* What is needed:
Whenever a line in the records below holds the string "ndjson", copy it out.

* Stored data:
'''
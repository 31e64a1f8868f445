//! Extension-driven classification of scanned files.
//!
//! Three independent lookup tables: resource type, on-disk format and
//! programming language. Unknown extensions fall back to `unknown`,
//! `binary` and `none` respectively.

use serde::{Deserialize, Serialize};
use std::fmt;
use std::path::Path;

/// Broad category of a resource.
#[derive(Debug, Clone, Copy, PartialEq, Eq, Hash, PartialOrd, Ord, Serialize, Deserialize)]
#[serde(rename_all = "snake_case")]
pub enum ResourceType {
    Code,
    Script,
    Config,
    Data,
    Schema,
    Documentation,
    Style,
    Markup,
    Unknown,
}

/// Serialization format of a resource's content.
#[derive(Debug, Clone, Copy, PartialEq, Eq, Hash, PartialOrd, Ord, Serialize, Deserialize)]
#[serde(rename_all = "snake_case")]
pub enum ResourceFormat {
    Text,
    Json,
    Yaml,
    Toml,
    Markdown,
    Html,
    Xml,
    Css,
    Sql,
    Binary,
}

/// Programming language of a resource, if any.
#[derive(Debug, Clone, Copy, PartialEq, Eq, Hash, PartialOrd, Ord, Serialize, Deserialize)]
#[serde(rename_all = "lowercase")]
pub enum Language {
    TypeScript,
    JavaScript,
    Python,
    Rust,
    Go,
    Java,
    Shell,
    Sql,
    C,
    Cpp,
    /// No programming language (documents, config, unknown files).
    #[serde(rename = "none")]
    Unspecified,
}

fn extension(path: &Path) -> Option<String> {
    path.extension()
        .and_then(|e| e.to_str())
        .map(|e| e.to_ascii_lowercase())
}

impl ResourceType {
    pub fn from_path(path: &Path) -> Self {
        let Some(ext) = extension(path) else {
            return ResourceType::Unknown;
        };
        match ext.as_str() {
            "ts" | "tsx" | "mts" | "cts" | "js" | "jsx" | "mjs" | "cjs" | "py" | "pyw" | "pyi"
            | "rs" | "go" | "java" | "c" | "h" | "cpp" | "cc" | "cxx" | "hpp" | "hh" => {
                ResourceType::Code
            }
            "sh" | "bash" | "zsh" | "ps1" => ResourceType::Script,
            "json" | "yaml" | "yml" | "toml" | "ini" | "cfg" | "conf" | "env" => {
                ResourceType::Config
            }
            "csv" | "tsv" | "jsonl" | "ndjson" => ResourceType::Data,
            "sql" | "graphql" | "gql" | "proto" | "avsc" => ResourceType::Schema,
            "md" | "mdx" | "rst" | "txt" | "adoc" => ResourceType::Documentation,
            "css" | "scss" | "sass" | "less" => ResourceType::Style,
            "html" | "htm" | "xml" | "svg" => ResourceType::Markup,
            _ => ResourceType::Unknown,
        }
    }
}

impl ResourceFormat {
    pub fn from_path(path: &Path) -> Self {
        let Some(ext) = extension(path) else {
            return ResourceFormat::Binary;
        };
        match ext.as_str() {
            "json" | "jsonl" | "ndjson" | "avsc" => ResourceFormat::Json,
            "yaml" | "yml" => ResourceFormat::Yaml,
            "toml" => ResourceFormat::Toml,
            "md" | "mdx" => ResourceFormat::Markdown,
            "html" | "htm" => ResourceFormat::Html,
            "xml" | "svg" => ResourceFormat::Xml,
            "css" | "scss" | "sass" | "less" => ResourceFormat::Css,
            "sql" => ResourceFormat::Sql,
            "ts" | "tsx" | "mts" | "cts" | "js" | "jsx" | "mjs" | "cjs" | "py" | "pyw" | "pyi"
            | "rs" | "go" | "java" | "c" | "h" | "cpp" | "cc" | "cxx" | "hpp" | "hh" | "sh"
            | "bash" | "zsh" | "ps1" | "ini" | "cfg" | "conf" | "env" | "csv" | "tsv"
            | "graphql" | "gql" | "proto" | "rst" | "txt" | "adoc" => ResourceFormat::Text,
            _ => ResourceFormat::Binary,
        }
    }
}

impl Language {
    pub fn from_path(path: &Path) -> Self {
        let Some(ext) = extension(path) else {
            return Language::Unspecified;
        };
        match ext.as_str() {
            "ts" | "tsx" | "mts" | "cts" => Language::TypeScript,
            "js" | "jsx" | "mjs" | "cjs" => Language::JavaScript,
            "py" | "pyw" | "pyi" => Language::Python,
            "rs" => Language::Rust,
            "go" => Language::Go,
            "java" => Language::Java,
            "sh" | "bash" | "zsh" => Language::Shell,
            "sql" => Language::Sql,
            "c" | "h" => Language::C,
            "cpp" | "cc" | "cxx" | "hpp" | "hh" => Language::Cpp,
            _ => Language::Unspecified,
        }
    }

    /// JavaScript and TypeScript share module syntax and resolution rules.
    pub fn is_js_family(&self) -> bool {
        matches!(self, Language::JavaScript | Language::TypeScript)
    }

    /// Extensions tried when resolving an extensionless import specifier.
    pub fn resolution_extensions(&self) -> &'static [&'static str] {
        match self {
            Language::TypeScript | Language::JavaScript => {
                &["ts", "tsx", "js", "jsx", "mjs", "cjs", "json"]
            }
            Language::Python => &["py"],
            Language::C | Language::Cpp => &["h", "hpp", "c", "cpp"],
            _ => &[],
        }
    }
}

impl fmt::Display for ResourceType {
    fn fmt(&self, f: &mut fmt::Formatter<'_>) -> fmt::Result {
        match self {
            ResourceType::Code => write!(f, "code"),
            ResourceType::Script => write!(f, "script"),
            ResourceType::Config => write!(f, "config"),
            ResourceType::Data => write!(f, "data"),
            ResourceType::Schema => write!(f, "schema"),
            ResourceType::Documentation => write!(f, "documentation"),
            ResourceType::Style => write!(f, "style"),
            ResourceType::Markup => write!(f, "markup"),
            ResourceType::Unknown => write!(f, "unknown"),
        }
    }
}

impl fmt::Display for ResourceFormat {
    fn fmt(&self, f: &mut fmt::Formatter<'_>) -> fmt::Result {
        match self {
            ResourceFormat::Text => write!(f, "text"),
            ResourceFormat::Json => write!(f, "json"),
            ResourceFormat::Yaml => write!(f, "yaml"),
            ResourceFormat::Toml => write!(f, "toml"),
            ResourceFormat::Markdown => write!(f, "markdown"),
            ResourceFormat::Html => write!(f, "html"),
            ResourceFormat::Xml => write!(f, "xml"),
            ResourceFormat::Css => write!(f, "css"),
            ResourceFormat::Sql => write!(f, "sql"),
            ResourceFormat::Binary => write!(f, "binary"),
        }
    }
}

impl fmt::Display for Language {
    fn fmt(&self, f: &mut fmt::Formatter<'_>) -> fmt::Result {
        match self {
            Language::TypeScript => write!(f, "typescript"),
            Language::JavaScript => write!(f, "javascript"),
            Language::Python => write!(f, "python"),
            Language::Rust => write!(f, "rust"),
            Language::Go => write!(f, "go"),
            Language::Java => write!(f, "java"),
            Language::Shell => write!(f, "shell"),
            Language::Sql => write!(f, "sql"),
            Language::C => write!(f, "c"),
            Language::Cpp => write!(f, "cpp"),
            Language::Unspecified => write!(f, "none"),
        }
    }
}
'''
* Solution for this task:
            "csv" | "tsv" | "jsonl" | "ndjson" => ResourceType::Data,
            "json" | "jsonl" | "ndjson" | "avsc" => ResourceFormat::Json,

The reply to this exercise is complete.